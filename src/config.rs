//! Configuration types for mft-engine
//!
//! Configuration is an explicit value handed to each component at
//! construction; nothing is read from global state.

use crate::error::{Error, Result};
use serde::{Deserialize, Serialize};
use std::time::Duration;

/// Network timing used by the transfer runner and the backpressure writer
#[derive(Clone, Debug, Serialize, Deserialize)]
pub struct NetworkConfig {
    /// Standard network wait unit (default: 200 ms)
    #[serde(default = "default_net_op_timeout", with = "duration_ms_serde")]
    pub net_op_timeout: Duration,

    /// Multiplier applied to `net_op_timeout` when waiting for the peer's
    /// request acknowledgement (default: 10)
    #[serde(default = "default_handshake_wait_factor")]
    pub handshake_wait_factor: u32,

    /// Fallback re-check interval while the channel is not writable (default: 10 ms)
    #[serde(default = "default_retry_interval", with = "duration_ms_serde")]
    pub write_poll_interval: Duration,
}

impl NetworkConfig {
    /// Bound on the wait for the peer's acknowledgement of a finished request
    pub fn handshake_wait(&self) -> Duration {
        self.net_op_timeout * self.handshake_wait_factor
    }
}

impl Default for NetworkConfig {
    fn default() -> Self {
        Self {
            net_op_timeout: default_net_op_timeout(),
            handshake_wait_factor: default_handshake_wait_factor(),
            write_poll_interval: default_retry_interval(),
        }
    }
}

/// Task execution settings
#[derive(Clone, Debug, Serialize, Deserialize)]
pub struct TaskConfig {
    /// Sleep before the single retry of a transient spawn failure (default: 10 ms)
    #[serde(default = "default_retry_interval", with = "duration_ms_serde")]
    pub retry_interval: Duration,

    /// Bound on joining the output reader when the task has no timeout (default: 1 s)
    #[serde(default = "default_reader_join_timeout", with = "duration_ms_serde")]
    pub reader_join_timeout: Duration,

    /// Delegate commands to an out-of-process execution helper when one is attached
    #[serde(default)]
    pub use_local_exec: bool,
}

impl Default for TaskConfig {
    fn default() -> Self {
        Self {
            retry_interval: default_retry_interval(),
            reader_join_timeout: default_reader_join_timeout(),
            use_local_exec: false,
        }
    }
}

/// Main configuration for the transfer engine
#[derive(Clone, Debug, Default, Serialize, Deserialize)]
pub struct Config {
    /// Network timing
    #[serde(default)]
    pub network: NetworkConfig,

    /// Task execution
    #[serde(default)]
    pub tasks: TaskConfig,
}

impl Config {
    /// Check values that would make waits degenerate
    pub fn validate(&self) -> Result<()> {
        if self.network.handshake_wait_factor == 0 {
            return Err(Error::Config {
                message: "handshake_wait_factor must be at least 1".to_string(),
                key: Some("network.handshake_wait_factor".to_string()),
            });
        }
        if self.network.write_poll_interval.is_zero() {
            return Err(Error::Config {
                message: "write_poll_interval must be non-zero".to_string(),
                key: Some("network.write_poll_interval".to_string()),
            });
        }
        if self.network.net_op_timeout.is_zero() {
            return Err(Error::Config {
                message: "net_op_timeout must be non-zero".to_string(),
                key: Some("network.net_op_timeout".to_string()),
            });
        }
        Ok(())
    }
}

// Default value functions
fn default_net_op_timeout() -> Duration {
    Duration::from_millis(200)
}

fn default_handshake_wait_factor() -> u32 {
    10
}

fn default_retry_interval() -> Duration {
    Duration::from_millis(10)
}

fn default_reader_join_timeout() -> Duration {
    Duration::from_secs(1)
}

// Duration serialization helper (integer milliseconds)
mod duration_ms_serde {
    use serde::{Deserialize, Deserializer, Serializer};
    use std::time::Duration;

    pub fn serialize<S>(duration: &Duration, serializer: S) -> Result<S::Ok, S::Error>
    where
        S: Serializer,
    {
        serializer.serialize_u64(u64::try_from(duration.as_millis()).unwrap_or(u64::MAX))
    }

    pub fn deserialize<'de, D>(deserializer: D) -> Result<Duration, D::Error>
    where
        D: Deserializer<'de>,
    {
        let millis = u64::deserialize(deserializer)?;
        Ok(Duration::from_millis(millis))
    }
}
//! Retrieve side of a transfer: block production under backpressure and the
//! runner reconciling the local outcome with the peer

mod backpressure;
mod file;
mod runner;

pub use backpressure::{to_data_block, write_when_possible};
pub use file::{DEFAULT_BLOCK_SIZE, LocalFile};
pub use runner::TransferRunner;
..........
What lines of the material above include "request"? Copy each one.

• _FINAL ANSWER_
    /// request acknowledgement (default: 10)
    /// Bound on the wait for the peer's acknowledgement of a finished request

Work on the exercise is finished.